The Future Self

The Future Self

The person you’ll be in five years is being built by today’s choices. What do you want that person’s relationship with food to look like?

The Short Answer

Your future self is a construction project, and every choice today is either adding to or subtracting from the person you’re building. If you want your future self to have an effortless, healthy relationship with food, today’s actions need to be the building blocks. Identity isn’t declared—it’s accumulated through behavior. What you do today is quite literally who you’re becoming.

Something to Sit With

Close your eyes and picture yourself five years from now—the version you want to be.

What does that person’s relationship with food look like?

What brick can you lay today toward becoming that person?


Learn More

The Construction Metaphor.

Imagine your future self as a building under construction. Every action is a brick:

  • Skip the late-night snack: one brick toward the person who doesn’t eat after dinner
  • Honor your eating window: one brick toward the person with defined meal times
  • Choose water over soda: one brick toward the person who drinks water by default
  • Walk past the candy bowl: one brick toward the person unaffected by workplace snacks

One brick is nothing. But five years of bricks is a building. The person you are in five years is made of the bricks you’re laying now.

What Do You Want That Person to Look Like?

Be specific. Vague goals produce vague results. Consider:

Their daily pattern: When does your future self eat? Do they have an eating window? What’s their morning routine? Their evening routine?

Their relationship with temptation: Does food call to them constantly, or is it just fuel and occasional pleasure? Can they be around problematic foods without struggle?
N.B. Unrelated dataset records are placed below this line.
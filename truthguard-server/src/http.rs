//! TruthGuard HTTP API
//!
//! Axum server exposing the detection routes. Each endpoint has a thin axum
//! handler that delegates to an inner function returning `(StatusCode, body)`,
//! so the inner functions can be tested without axum dispatch.
//!
//! Endpoints:
//! - POST /api/fakenews: classify news text
//! - POST /api/deepfake: classify an image, video or audio payload
//! - GET  /health: record store liveness
//! - GET  /version: server version info

use std::sync::Arc;

use anyhow::Result;
use axum::extract::rejection::JsonRejection;
use axum::extract::{DefaultBodyLimit, State};
use axum::http::StatusCode;
use axum::response::IntoResponse;
use axum::routing::{get, post};
use axum::{Json, Router};
use serde_json::json;
use tokio::net::TcpListener;
use tokio::sync::broadcast;
use tower_http::cors::CorsLayer;
use tower_http::trace::TraceLayer;
use truthguard_core::config::HttpConfig;
use truthguard_core::{ModelGateway, RecordStore};

use crate::detect::{self, DetectionError, MediaDetectionRequest, NewsDetectionRequest};

const DEFAULT_BODY_LIMIT_BYTES: usize = 25 * 1024 * 1024;

/// Shared state for all HTTP handlers
#[derive(Clone)]
pub struct HttpState {
    pub gateway: Arc<dyn ModelGateway>,
    pub store: Arc<dyn RecordStore>,
    pub body_limit_bytes: usize,
}

impl HttpState {
    pub fn new(gateway: Arc<dyn ModelGateway>, store: Arc<dyn RecordStore>) -> Self {
        Self {
            gateway,
            store,
            body_limit_bytes: DEFAULT_BODY_LIMIT_BYTES,
        }
    }

    pub fn with_body_limit(mut self, body_limit_bytes: usize) -> Self {
        self.body_limit_bytes = body_limit_bytes;
        self
    }
}

/// Build the Axum router with all endpoints
pub fn build_router(state: Arc<HttpState>) -> Router {
    let body_limit = state.body_limit_bytes;

    Router::new()
        .route("/health", get(health_handler))
        .route("/version", get(version_handler))
        .route("/api/fakenews", post(fakenews_handler))
        .route("/api/deepfake", post(deepfake_handler))
        .layer(DefaultBodyLimit::max(body_limit))
        .layer(CorsLayer::permissive())
        .layer(TraceLayer::new_for_http())
        .with_state(state)
}

/// Serve until the broadcast shutdown signal fires.
pub async fn start_http_server(
    config: &HttpConfig,
    state: Arc<HttpState>,
    mut shutdown: broadcast::Receiver<()>,
) -> Result<()> {
    let addr = config.bind_addr();
    let app = build_router(state);
    let listener = TcpListener::bind(&addr).await?;
    tracing::info!("TruthGuard HTTP API listening on http://{}", addr);

    axum::serve(listener, app)
        .with_graceful_shutdown(async move {
            let _ = shutdown.recv().await;
            tracing::info!("HTTP server shutting down...");
        })
        .await?;

    Ok(())
}

// ============================================================================
// Inner (directly testable) functions
// ============================================================================

pub async fn fakenews_inner(
    state: &HttpState,
    req: NewsDetectionRequest,
) -> (StatusCode, serde_json::Value) {
    match detect::submit_news_detection(state.gateway.as_ref(), state.store.as_ref(), req).await {
        Ok(verdict) => (StatusCode::OK, json!(verdict)),
        Err(e) => error_body(e),
    }
}

pub async fn deepfake_inner(
    state: &HttpState,
    req: MediaDetectionRequest,
) -> (StatusCode, serde_json::Value) {
    match detect::submit_media_detection(state.gateway.as_ref(), state.store.as_ref(), req).await {
        Ok(verdict) => (StatusCode::OK, json!(verdict)),
        Err(e) => error_body(e),
    }
}

pub async fn health_inner(state: &HttpState) -> (StatusCode, serde_json::Value) {
    match state.store.ping().await {
        Ok(store_version) => (
            StatusCode::OK,
            json!({
                "status": "healthy",
                "version": env!("CARGO_PKG_VERSION"),
                "store": state.store.name(),
                "store_version": store_version,
                "gateway": state.gateway.name(),
            }),
        ),
        Err(e) => (
            StatusCode::SERVICE_UNAVAILABLE,
            json!({
                "status": "unhealthy",
                "error": e.to_string(),
            }),
        ),
    }
}

pub fn version_inner() -> serde_json::Value {
    json!({
        "version": env!("CARGO_PKG_VERSION"),
        "service": "truthguard",
    })
}

/// Log the real cause and return only the public message.
pub fn error_body(err: DetectionError) -> (StatusCode, serde_json::Value) {
    let status = err.status();
    if status.is_server_error() {
        tracing::error!(error = %err, "Detection request failed");
    } else {
        tracing::debug!(error = %err, "Detection request rejected");
    }
    (status, json!({ "error": err.public_message() }))
}

// ============================================================================
// Axum handler wrappers
// ============================================================================

pub async fn fakenews_handler(
    State(state): State<Arc<HttpState>>,
    payload: Result<Json<NewsDetectionRequest>, JsonRejection>,
) -> impl IntoResponse {
    let req = match payload {
        Ok(Json(req)) => req,
        Err(rejection) => match unreadable_body(rejection) {
            Some(resp) => return resp,
            None => NewsDetectionRequest::default(),
        },
    };
    let (status, body) = fakenews_inner(&state, req).await;
    (status, Json(body))
}

pub async fn deepfake_handler(
    State(state): State<Arc<HttpState>>,
    payload: Result<Json<MediaDetectionRequest>, JsonRejection>,
) -> impl IntoResponse {
    let req = match payload {
        Ok(Json(req)) => req,
        Err(rejection) => match unreadable_body(rejection) {
            Some(resp) => return resp,
            None => MediaDetectionRequest::default(),
        },
    };
    let (status, body) = deepfake_inner(&state, req).await;
    (status, Json(body))
}

pub async fn health_handler(State(state): State<Arc<HttpState>>) -> impl IntoResponse {
    let (status, body) = health_inner(&state).await;
    (status, Json(body))
}

pub async fn version_handler() -> impl IntoResponse {
    (StatusCode::OK, Json(version_inner()))
}

/// Oversized bodies get a 413. Any other unparseable body is treated as an
/// empty submission, which the route then rejects as missing input.
fn unreadable_body(rejection: JsonRejection) -> Option<(StatusCode, Json<serde_json::Value>)> {
    tracing::debug!(error = %rejection.body_text(), "Request body not usable as JSON");
    if rejection.status() == StatusCode::PAYLOAD_TOO_LARGE {
        return Some((
            StatusCode::PAYLOAD_TOO_LARGE,
            Json(json!({ "error": "Payload too large" })),
        ));
    }
    None
}
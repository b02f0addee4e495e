use crate::config::TruthGuardConfig;
use crate::error::TruthGuardError;
use crate::gateway::{create_gateway, ModelGateway};
use crate::store::PgRecordStore;

/// Everything a running server needs, built from config.
pub struct Components {
    pub store: PgRecordStore,
    pub gateway: Box<dyn ModelGateway>,
}

/// Connect to Postgres, apply the schema and build the configured gateway.
/// The gateway is built first so a bad gateway config fails without touching
/// the database.
pub async fn init(config: &TruthGuardConfig) -> Result<Components, TruthGuardError> {
    let gateway = create_gateway(&config.gateway)?;

    let pool = crate::db::create_pool(&config.database).await?;
    crate::db::run_migrations(&pool).await?;

    Ok(Components {
        store: PgRecordStore::new(pool),
        gateway,
    })
}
Their automatic behaviors: What does your future self do without thinking? Are their defaults healthy, requiring no ongoing willpower?

Their identity: How does your future self describe themselves? “I’m someone who…” what?

Their physical experience: How does your future self feel in their body? What’s their energy like? Their relationship with clothing, movement, physical activity?

The Gap Analysis.

Now compare that vision to today:

What habits does your future self have that you don’t have yet?

What does your future self not do that you currently do?

What’s in your future self’s kitchen that isn’t in yours? What’s missing from theirs that’s currently in yours?

Each gap is a construction project. Each gap is closed through daily actions that accumulate.

The Voting System.

James Clear’s concept of “casting votes” applies perfectly here. Every action is a vote for the type of person you’re becoming:

  • Each time you eat within your window, you’re voting for being a time-restricted eater
  • Each time you choose whole foods, you’re voting for being someone who eats whole foods
  • Each time you handle stress without food, you’re voting for being someone who has non-food coping strategies

The votes accumulate. Eventually, majority rules. Enough votes in one direction, and that’s who you are.

The question becomes: what are you voting for today?

The Compound Effect.

Small daily choices compound dramatically over five years:

  • Skipping 200 calories of evening snacking daily = 73,000 calories annually = meaningful weight change
  • Walking 20 minutes daily = 600+ hours over five years = significant fitness accumulation
  • One small habit improvement = 1,825 repetitions over five years = deep automaticity

The person you’ll be in five years is the compound effect of thousands of small daily choices. The choices feel small today; the compound effect is enormous.

The Present-Future Connection.

Your future self doesn’t exist independently. They’re not waiting somewhere for you to become them. They’re being created right now, by you, through your actions.

This is both empowering and sobering:

Empowering: You have complete control over who you’re becoming. Every choice matters. Every day offers building opportunities.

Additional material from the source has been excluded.